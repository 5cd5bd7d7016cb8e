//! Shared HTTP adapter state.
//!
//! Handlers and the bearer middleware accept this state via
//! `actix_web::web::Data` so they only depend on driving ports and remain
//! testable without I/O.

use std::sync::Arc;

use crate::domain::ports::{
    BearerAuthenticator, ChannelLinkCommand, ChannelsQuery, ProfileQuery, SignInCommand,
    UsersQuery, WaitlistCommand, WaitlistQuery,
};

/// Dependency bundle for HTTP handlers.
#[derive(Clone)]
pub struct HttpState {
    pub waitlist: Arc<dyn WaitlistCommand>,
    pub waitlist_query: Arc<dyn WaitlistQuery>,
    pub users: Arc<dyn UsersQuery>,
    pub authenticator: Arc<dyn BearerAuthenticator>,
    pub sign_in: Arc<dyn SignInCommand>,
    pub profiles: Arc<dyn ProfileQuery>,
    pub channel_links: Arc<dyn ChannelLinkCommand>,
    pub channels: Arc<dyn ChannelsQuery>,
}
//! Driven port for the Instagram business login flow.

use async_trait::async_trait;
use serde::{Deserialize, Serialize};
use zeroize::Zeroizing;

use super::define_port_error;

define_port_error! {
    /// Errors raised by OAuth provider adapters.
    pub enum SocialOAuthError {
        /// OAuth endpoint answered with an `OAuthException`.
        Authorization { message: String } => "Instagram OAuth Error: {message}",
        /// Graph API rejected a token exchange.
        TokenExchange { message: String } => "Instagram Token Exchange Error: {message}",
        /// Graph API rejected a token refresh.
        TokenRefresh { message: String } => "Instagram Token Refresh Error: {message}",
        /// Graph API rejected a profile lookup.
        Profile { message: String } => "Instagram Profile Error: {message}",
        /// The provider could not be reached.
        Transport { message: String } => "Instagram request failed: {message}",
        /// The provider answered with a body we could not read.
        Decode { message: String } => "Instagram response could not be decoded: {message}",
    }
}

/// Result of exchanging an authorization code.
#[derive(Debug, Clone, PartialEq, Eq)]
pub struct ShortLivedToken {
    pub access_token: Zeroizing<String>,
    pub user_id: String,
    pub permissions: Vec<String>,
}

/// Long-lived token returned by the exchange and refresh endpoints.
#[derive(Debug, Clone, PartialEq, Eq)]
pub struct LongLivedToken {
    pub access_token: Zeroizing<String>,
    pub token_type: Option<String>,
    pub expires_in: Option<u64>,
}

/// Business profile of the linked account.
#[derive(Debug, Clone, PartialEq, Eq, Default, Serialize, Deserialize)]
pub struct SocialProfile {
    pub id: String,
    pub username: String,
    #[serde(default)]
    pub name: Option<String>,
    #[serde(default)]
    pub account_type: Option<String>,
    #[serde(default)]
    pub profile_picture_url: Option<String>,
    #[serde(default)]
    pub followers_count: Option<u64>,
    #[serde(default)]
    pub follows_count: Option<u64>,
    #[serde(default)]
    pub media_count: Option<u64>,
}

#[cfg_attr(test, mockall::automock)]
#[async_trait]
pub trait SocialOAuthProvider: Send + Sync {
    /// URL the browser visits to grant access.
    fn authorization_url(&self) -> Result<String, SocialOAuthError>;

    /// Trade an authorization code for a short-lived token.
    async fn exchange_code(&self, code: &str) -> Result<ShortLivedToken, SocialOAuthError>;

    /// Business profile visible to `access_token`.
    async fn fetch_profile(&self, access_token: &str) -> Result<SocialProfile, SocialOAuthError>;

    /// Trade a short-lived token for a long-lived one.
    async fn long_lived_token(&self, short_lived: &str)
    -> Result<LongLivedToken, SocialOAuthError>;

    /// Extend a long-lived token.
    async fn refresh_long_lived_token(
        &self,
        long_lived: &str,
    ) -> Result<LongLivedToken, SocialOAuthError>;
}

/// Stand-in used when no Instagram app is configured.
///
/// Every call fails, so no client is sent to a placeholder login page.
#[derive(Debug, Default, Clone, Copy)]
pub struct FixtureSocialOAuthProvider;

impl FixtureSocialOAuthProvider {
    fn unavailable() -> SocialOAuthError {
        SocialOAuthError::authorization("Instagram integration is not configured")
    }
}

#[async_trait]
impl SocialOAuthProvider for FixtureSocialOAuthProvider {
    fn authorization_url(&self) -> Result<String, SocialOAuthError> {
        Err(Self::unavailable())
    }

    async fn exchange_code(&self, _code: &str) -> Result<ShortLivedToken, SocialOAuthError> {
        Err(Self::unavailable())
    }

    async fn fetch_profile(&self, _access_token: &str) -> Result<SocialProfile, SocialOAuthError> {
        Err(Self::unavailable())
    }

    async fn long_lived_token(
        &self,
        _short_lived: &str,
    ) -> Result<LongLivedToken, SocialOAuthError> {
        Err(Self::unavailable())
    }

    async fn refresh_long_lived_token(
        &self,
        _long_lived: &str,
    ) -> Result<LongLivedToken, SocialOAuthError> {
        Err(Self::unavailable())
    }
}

#### Task item
Up to and including the line with "pub channel_links: Arc<dyn", restate the records above word for word from the very first line.

#### Exercise output
repository 5cd5bd7d7016cb8e
//! Shared HTTP adapter state.
//!
//! Handlers and the bearer middleware accept this state via
//! `actix_web::web::Data` so they only depend on driving ports and remain
//! testable without I/O.

use std::sync::Arc;

use crate::domain::ports::{
    BearerAuthenticator, ChannelLinkCommand, ChannelsQuery, ProfileQuery, SignInCommand,
    UsersQuery, WaitlistCommand, WaitlistQuery,
};

/// Dependency bundle for HTTP handlers.
#[derive(Clone)]
pub struct HttpState {
    pub waitlist: Arc<dyn WaitlistCommand>,
    pub waitlist_query: Arc<dyn WaitlistQuery>,
    pub users: Arc<dyn UsersQuery>,
    pub authenticator: Arc<dyn BearerAuthenticator>,
    pub sign_in: Arc<dyn SignInCommand>,
    pub profiles: Arc<dyn ProfileQuery>,
    pub channel_links: Arc<dyn ChannelLinkCommand>,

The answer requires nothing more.